TASK BRIEF -> Once the line with "a variable is" is found in the entries below, repeat it and each following line exactly, up to and including the line with "newlines as \\n". Add no other lines.
INFORMATION Block Start
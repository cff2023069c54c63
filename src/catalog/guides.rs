use super::{Category, ErrorGuideItem, Severity};

pub static GUIDES: &[ErrorGuideItem] = &[
    ErrorGuideItem {
        id: "trailing-comma",
        title: "Trailing comma",
        description: "A comma follows the last member of an object or the last element of an array. JSON does not allow a comma before a closing brace or bracket.",
        category: Category::Syntax,
        severity: Severity::Medium,
        common_causes: &[
            "Copying object literals from JavaScript code",
            "Deleting the last property but leaving its comma behind",
            "Generating output by appending a comma after every item",
        ],
        bad_example: r#"{"name": "John", "age": 30,}"#,
        solution: r#"{"name": "John", "age": 30}"#,
        tips: &[
            "Remove the comma right before } or ]",
            "Build lists with a join instead of appending separators by hand",
            "Configure your editor to flag trailing commas in .json files",
        ],
        related_errors: &["unexpected-token", "missing-comma"],
    },
    ErrorGuideItem {
        id: "unexpected-token",
        title: "Unexpected token",
        description: "The parser found a character that cannot start or continue a value at this position. The offending character is usually shown in the error message.",
        category: Category::Syntax,
        severity: Severity::High,
        common_causes: &[
            "Comments or other JavaScript-only syntax inside the document",
            "An HTML error page returned where JSON was expected",
            "Stray characters left over from manual editing",
        ],
        bad_example: r#"{"status": ok}"#,
        solution: r#"{"status": "ok"}"#,
        tips: &[
            "Look at the character at the reported position",
            "Check the response content type when parsing HTTP bodies",
            "Quote every string value",
        ],
        related_errors: &["trailing-comma", "single-quotes", "comments-not-allowed"],
    },
    ErrorGuideItem {
        id: "unexpected-end",
        title: "Unexpected end of input",
        description: "The input stopped before the value was complete. An object, array or string was opened but never closed.",
        category: Category::Structure,
        severity: Severity::High,
        common_causes: &[
            "Truncated download or partially written file",
            "Missing closing brace or bracket",
            "Parsing an empty response body",
        ],
        bad_example: r#"{"users": [{"id": 1}, {"id": 2}"#,
        solution: r#"{"users": [{"id": 1}, {"id": 2}]}"#,
        tips: &[
            "Count opening and closing brackets",
            "Check that the body is not empty before parsing",
            "Make sure writers flush and close files before readers open them",
        ],
        related_errors: &["mismatched-brackets", "invalid-string"],
    },
    ErrorGuideItem {
        id: "invalid-string",
        title: "Invalid string",
        description: "A string literal is not terminated or contains an unescaped double quote. Every quote inside a string must be written as \\\".",
        category: Category::Syntax,
        severity: Severity::Medium,
        common_causes: &[
            "Unescaped double quote inside a value",
            "String concatenation without proper escaping",
            "Missing closing quote",
        ],
        bad_example: r#"{"quote": "She said "hi""}"#,
        solution: r#"{"quote": "She said \"hi\""}"#,
        tips: &[
            "Escape embedded quotes with a backslash",
            "Use a serializer instead of formatting JSON by hand",
        ],
        related_errors: &["invalid-escape", "control-character"],
    },
    ErrorGuideItem {
        id: "invalid-property",
        title: "Invalid property name",
        description: "An object key is not a double-quoted string. Bare identifiers and single-quoted keys are accepted by JavaScript but not by JSON.",
        category: Category::Syntax,
        severity: Severity::Medium,
        common_causes: &[
            "Unquoted keys copied from a JavaScript object literal",
            "Keys written with single quotes",
            "Numbers used as keys without quotes",
        ],
        bad_example: r#"{name: "John", age: 30}"#,
        solution: r#"{"name": "John", "age": 30}"#,
        tips: &[
            "Wrap every key in double quotes",
            "Use JSON.stringify or a serializer to produce documents",
        ],
        related_errors: &["single-quotes", "trailing-comma"],
    },
    ErrorGuideItem {
        id: "single-quotes",
        title: "Single-quoted string",
        description: "Strings and keys must use double quotes. A single quote cannot begin a JSON value.",
        category: Category::Syntax,
        severity: Severity::Medium,
        common_causes: &[
            "Python dict repr printed instead of serialized",
            "Hand-written config using JavaScript quoting style",
        ],
        bad_example: r#"{'name': 'John'}"#,
        solution: r#"{"name": "John"}"#,
        tips: &[
            "Replace single quotes around keys and values with double quotes",
            "In Python use json.dumps instead of str() on a dict",
        ],
        related_errors: &["invalid-property", "unexpected-token"],
    },
    ErrorGuideItem {
        id: "comments-not-allowed",
        title: "Comments are not allowed",
        description: "JSON has no comment syntax. Line comments starting with // and block comments are rejected by every compliant parser.",
        category: Category::Syntax,
        severity: Severity::Low,
        common_causes: &[
            "Annotated configuration files",
            "Documents written for a JSON5 or JSONC parser",
        ],
        bad_example: "{\n  // server port\n  \"port\": 8080\n}",
        solution: "{\n  \"port\": 8080\n}",
        tips: &[
            "Move notes into a separate documentation field such as \"_comment\"",
            "Use a JSONC-aware loader if comments are required",
        ],
        related_errors: &["unexpected-token", "json5-syntax"],
    },
    ErrorGuideItem {
        id: "missing-comma",
        title: "Missing comma",
        description: "Two members or elements follow each other without a separating comma.",
        category: Category::Syntax,
        severity: Severity::High,
        common_causes: &[
            "Adding a new line to an object and forgetting the separator",
            "Merging two documents by concatenation",
        ],
        bad_example: "{\n  \"a\": 1\n  \"b\": 2\n}",
        solution: "{\n  \"a\": 1,\n  \"b\": 2\n}",
        tips: &[
            "Check the line before the reported position",
            "Pretty-print the document to see where members run together",
        ],
        related_errors: &["trailing-comma", "mismatched-brackets"],
    },
    ErrorGuideItem {
        id: "mismatched-brackets",
        title: "Mismatched brackets",
        description: "A closing brace or bracket does not match the most recently opened container.",
        category: Category::Structure,
        severity: Severity::High,
        common_causes: &[
            "Closing an array with } or an object with ]",
            "Extra closing bracket after an edit",
        ],
        bad_example: r#"{"items": [1, 2, 3}"#,
        solution: r#"{"items": [1, 2, 3]}"#,
        tips: &[
            "Use an editor with bracket matching",
            "Format the document to make nesting visible",
        ],
        related_errors: &["unexpected-end", "missing-comma"],
    },
    ErrorGuideItem {
        id: "trailing-characters",
        title: "Extra data after the value",
        description: "A complete value was parsed but more non-whitespace content follows it. A document holds exactly one top-level value.",
        category: Category::Structure,
        severity: Severity::Medium,
        common_causes: &[
            "Several objects written to one file without an enclosing array",
            "Line-delimited content parsed as a single document",
            "Garbage appended by a logging framework",
        ],
        bad_example: "{\"id\": 1}\n{\"id\": 2}",
        solution: "[{\"id\": 1}, {\"id\": 2}]",
        tips: &[
            "Wrap multiple values in an array",
            "Parse line-delimited data one line at a time",
        ],
        related_errors: &["jsonl-record"],
    },
    ErrorGuideItem {
        id: "jsonl-record",
        title: "Invalid JSON Lines record",
        description: "Each line of a line-delimited file must hold one complete value. A record that spans lines or a line with partial content breaks the file.",
        category: Category::Structure,
        severity: Severity::Medium,
        common_causes: &[
            "Pretty-printed objects written into a .jsonl file",
            "Embedded newline characters that were not escaped",
        ],
        bad_example: "{\"id\": 1,\n \"name\": \"a\"}",
        solution: "{\"id\": 1, \"name\": \"a\"}",
        tips: &[
            "Serialize each record compactly before writing it",
            "Escape newlines inside strings as \\n",
        ],
        related_errors: &["trailing-characters", "control-character"],
    },
    ErrorGuideItem {
        id: "invalid-number",
        title: "Invalid number",
        description: "A numeric value uses a form JSON does not support: leading zeros, hexadecimal, a leading plus sign, NaN or Infinity.",
        category: Category::DataType,
        severity: Severity::Medium,
        common_causes: &[
            "Serializing NaN or Infinity from floating point code",
            "Zero-padded identifiers written as numbers",
            "Hexadecimal literals copied from source code",
        ],
        bad_example: r#"{"count": 007, "ratio": NaN}"#,
        solution: r#"{"count": 7, "ratio": null}"#,
        tips: &[
            "Write padded identifiers as strings",
            "Replace NaN and Infinity with null or a sentinel string",
        ],
        related_errors: &["undefined-value"],
    },
    ErrorGuideItem {
        id: "undefined-value",
        title: "Undefined or unsupported value",
        description: "The value is not one of string, number, object, array, true, false or null. undefined, functions and misspelled literals are rejected.",
        category: Category::DataType,
        severity: Severity::Medium,
        common_causes: &[
            "Parsing the string \"undefined\" from an unset variable",
            "Capitalized literals such as True or NULL",
            "Misspelled true, false or null",
        ],
        bad_example: r#"{"active": True, "parent": undefined}"#,
        solution: r#"{"active": true, "parent": null}"#,
        tips: &[
            "Use lowercase true, false and null",
            "Check a variable is set before parsing it",
        ],
        related_errors: &["invalid-number", "unexpected-token"],
    },
    ErrorGuideItem {
        id: "duplicate-keys",
        title: "Duplicate keys",
        description: "The same key appears twice in one object. Most parsers silently keep the last value; strict parsers reject the document.",
        category: Category::Structure,
        severity: Severity::Low,
        common_causes: &[
            "Merging configuration blocks by hand",
            "Case variants of the same key",
        ],
        bad_example: r#"{"port": 80, "port": 8080}"#,
        solution: r#"{"port": 8080}"#,
        tips: &["Keep one definition per key", "Sort keys to spot repeats"],
        related_errors: &[],
    },
    ErrorGuideItem {
        id: "invalid-escape",
        title: "Invalid escape sequence",
        description: "A backslash inside a string is followed by a character that is not a valid escape, or a \\u escape is incomplete.",
        category: Category::Encoding,
        severity: Severity::Medium,
        common_causes: &[
            "Windows paths with single backslashes",
            "Regular expressions pasted into strings",
            "Truncated unicode escape",
        ],
        bad_example: r#"{"path": "C:\new\data"}"#,
        solution: r#"{"path": "C:\\new\\data"}"#,
        tips: &[
            "Double every literal backslash",
            "Valid escapes are \\\" \\\\ \\/ \\b \\f \\n \\r \\t and \\uXXXX",
        ],
        related_errors: &["invalid-string", "encoding-error"],
    },
    ErrorGuideItem {
        id: "control-character",
        title: "Control character in string",
        description: "A raw control character such as a tab or newline appears inside a string. Control characters must be escaped.",
        category: Category::Encoding,
        severity: Severity::Medium,
        common_causes: &[
            "Multi-line text inserted without escaping",
            "Tab characters pasted into values",
        ],
        bad_example: "{\"note\": \"line one\nline two\"}",
        solution: r#"{"note": "line one\nline two"}"#,
        tips: &["Escape newlines as \\n and tabs as \\t"],
        related_errors: &["invalid-string", "invalid-escape"],
    },
    ErrorGuideItem {
        id: "encoding-error",
        title: "Encoding problem",
        description: "The input is not valid UTF-8 or starts with a byte order mark. JSON exchanged between systems must be UTF-8 without a BOM.",
        category: Category::Encoding,
        severity: Severity::Low,
        common_causes: &[
            "Files saved as UTF-16 or with a BOM by Windows editors",
            "Latin-1 text mislabelled as UTF-8",
        ],
        bad_example: "\u{feff}{\"id\": 1}",
        solution: "{\"id\": 1}",
        tips: &[
            "Save the file as UTF-8 without BOM",
            "Strip the BOM before parsing",
        ],
        related_errors: &["invalid-escape"],
    },
    ErrorGuideItem {
        id: "nesting-depth",
        title: "Nesting too deep",
        description: "Objects and arrays are nested beyond the parser's recursion limit.",
        category: Category::Structure,
        severity: Severity::Low,
        common_causes: &[
            "Recursive data serialized without a depth limit",
            "Malicious input built to exhaust the stack",
        ],
        bad_example: "[[[[[[[[[[ ... ]]]]]]]]]]",
        solution: "Flatten the structure or reference children by id",
        tips: &["Limit depth when serializing recursive structures"],
        related_errors: &["mismatched-brackets"],
    },
];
INFORMATION Block End
SOLUTION ->
            "Check a variable is set before parsing it",
        ],
        related_errors: &["invalid-number", "unexpected-token"],
    },
    ErrorGuideItem {
        id: "duplicate-keys",
        title: "Duplicate keys",
        description: "The same key appears twice in one object. Most parsers silently keep the last value; strict parsers reject the document.",
        category: Category::Structure,
        severity: Severity::Low,
        common_causes: &[
            "Merging configuration blocks by hand",
            "Case variants of the same key",
        ],
        bad_example: r#"{"port": 80, "port": 8080}"#,
        solution: r#"{"port": 8080}"#,
        tips: &["Keep one definition per key", "Sort keys to spot repeats"],
        related_errors: &[],
    },
    ErrorGuideItem {
        id: "invalid-escape",
        title: "Invalid escape sequence",
        description: "A backslash inside a string is followed by a character that is not a valid escape, or a \\u escape is incomplete.",
        category: Category::Encoding,
        severity: Severity::Medium,
        common_causes: &[
            "Windows paths with single backslashes",
            "Regular expressions pasted into strings",
            "Truncated unicode escape",
        ],
        bad_example: r#"{"path": "C:\new\data"}"#,
        solution: r#"{"path": "C:\\new\\data"}"#,
        tips: &[
            "Double every literal backslash",
            "Valid escapes are \\\" \\\\ \\/ \\b \\f \\n \\r \\t and \\uXXXX",
        ],
        related_errors: &["invalid-string", "encoding-error"],
    },
    ErrorGuideItem {
        id: "control-character",
        title: "Control character in string",
        description: "A raw control character such as a tab or newline appears inside a string. Control characters must be escaped.",
        category: Category::Encoding,
        severity: Severity::Medium,
        common_causes: &[
            "Multi-line text inserted without escaping",
            "Tab characters pasted into values",
        ],
        bad_example: "{\"note\": \"line one\nline two\"}",
        solution: r#"{"note": "line one\nline two"}"#,
        tips: &["Escape newlines as \\n and tabs as \\t"],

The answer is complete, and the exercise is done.